- Directed by: Taggart Siegel
- Produced by: Jon Betz
- Cinematography: Taggart Siegel
- Edited by: Taggart Siegel Jon Betz
- Music by: Jami Sieber
- Production company: Evan Schiller
- Distributed by: Collective Eye Films
- Release date: April 2010;
- Running time: 83 minutes
- Country: United States
- Language: English

= Queen of the Sun =

2010 documentary film

Queen of the Sun: What Are the Bees Telling Us? is a 2010 documentary film directed by Taggart Siegel. The film investigates multiple angles of the recent bee epidemic colony collapse disorder.
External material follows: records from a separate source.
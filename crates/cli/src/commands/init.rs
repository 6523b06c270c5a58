//! Bootstrap the first administrator.
//!
//! # Usage
//!
//! ```bash
//! STORE_ADMIN_PASSWORD='...' sk-cli init
//! sk-cli init --admin-password '...'
//! ```

use secrecy::SecretString;

use storekeeper_backoffice::AppState;
use storekeeper_backoffice::config::validate_password_strength;

use super::{CliError, emit};

/// Create the `admin` account unless an administrator already exists.
///
/// # Errors
///
/// Returns `CliError::Config` when no password is available or it is too
/// weak, or the back-office error if the account cannot be written.
pub fn bootstrap_admin(state: &mut AppState, admin_password: Option<String>) -> Result<(), CliError> {
    let password = match admin_password {
        Some(value) => {
            validate_password_strength(&value, "--admin-password")?;
            SecretString::from(value)
        }
        None => state.config().require_admin_password()?.clone(),
    };

    match state.users().initialize_admin(&password)? {
        Some(admin) => emit(&format!(
            "Created admin account '{}' ({})",
            admin.username, admin.id
        )),
        None => emit("An admin account already exists; nothing to do"),
    }
}
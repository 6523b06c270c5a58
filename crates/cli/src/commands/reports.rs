//! Sales report commands.

use chrono::{DateTime, NaiveDate, Utc};

use storekeeper_backoffice::AppState;
use storekeeper_backoffice::services::{
    monthly_summary, range_summary, render_monthly_report, render_range_report,
};

use super::{CliError, emit};

/// Print the report for one calendar month.
///
/// # Errors
///
/// Returns `CliError::InvalidArgument` for a month outside 1-12.
pub fn monthly(state: &mut AppState, year: i32, month: u32) -> Result<(), CliError> {
    check_month(month)?;

    let currency = state.renderer().currency();
    let orders = state.orders().orders_by_month(year, month)?;
    let summary = monthly_summary(&orders, year, month);

    emit(&render_monthly_report(year, month, &summary, currency))
}

/// Print the report for `[from, to]`, whole days in UTC.
///
/// # Errors
///
/// Returns `CliError::InvalidArgument` for malformed dates or `from > to`.
pub fn range(state: &mut AppState, from: &str, to: &str) -> Result<(), CliError> {
    let start = start_of_day(parse_date("--from", from)?);
    let end = end_of_day(parse_date("--to", to)?);
    if start > end {
        return Err(CliError::InvalidArgument(
            "--from",
            format!("{from} is after {to}"),
        ));
    }

    let currency = state.renderer().currency();
    let orders = state.orders().orders_by_date_range(start, end)?;
    let summary = range_summary(&orders, start, end);

    emit(&render_range_report(start, end, &summary, currency))
}

/// Reject months outside 1-12.
pub(super) fn check_month(month: u32) -> Result<(), CliError> {
    if (1..=12).contains(&month) {
        Ok(())
    } else {
        Err(CliError::InvalidArgument(
            "--month",
            format!("{month} is not between 1 and 12"),
        ))
    }
}

fn parse_date(flag: &'static str, raw: &str) -> Result<NaiveDate, CliError> {
    NaiveDate::parse_from_str(raw.trim(), "%Y-%m-%d")
        .map_err(|e| CliError::InvalidArgument(flag, format!("'{raw}': {e}")))
}

fn start_of_day(date: NaiveDate) -> DateTime<Utc> {
    date.and_time(chrono::NaiveTime::MIN).and_utc()
}

fn end_of_day(date: NaiveDate) -> DateTime<Utc> {
    let last = chrono::NaiveTime::from_hms_nano_opt(23, 59, 59, 999_999_999)
        .unwrap_or(chrono::NaiveTime::MIN);
    date.and_time(last).and_utc()
}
It also explores the historical and contemporary relationship between bees and humans. Featuring interviews from Michael Pollan, Gunther Hauk, Vandana Shiva, Hugh Wilson, Michael Thiele (former bee keeper at Green Gulch Farm), May Berenbaum, Carlo Petrini and Raj Patel.

==Awards==
The film was an official selection of the 2010 International Documentary Film Festival Amsterdam for the Green Screen Competition. It received the Documentary Audience Award from both the Maui Film Festival and Indie Memphis Film Festival. It was 2010 Pare Lorentz Honorable Mention for the International Documentary Association.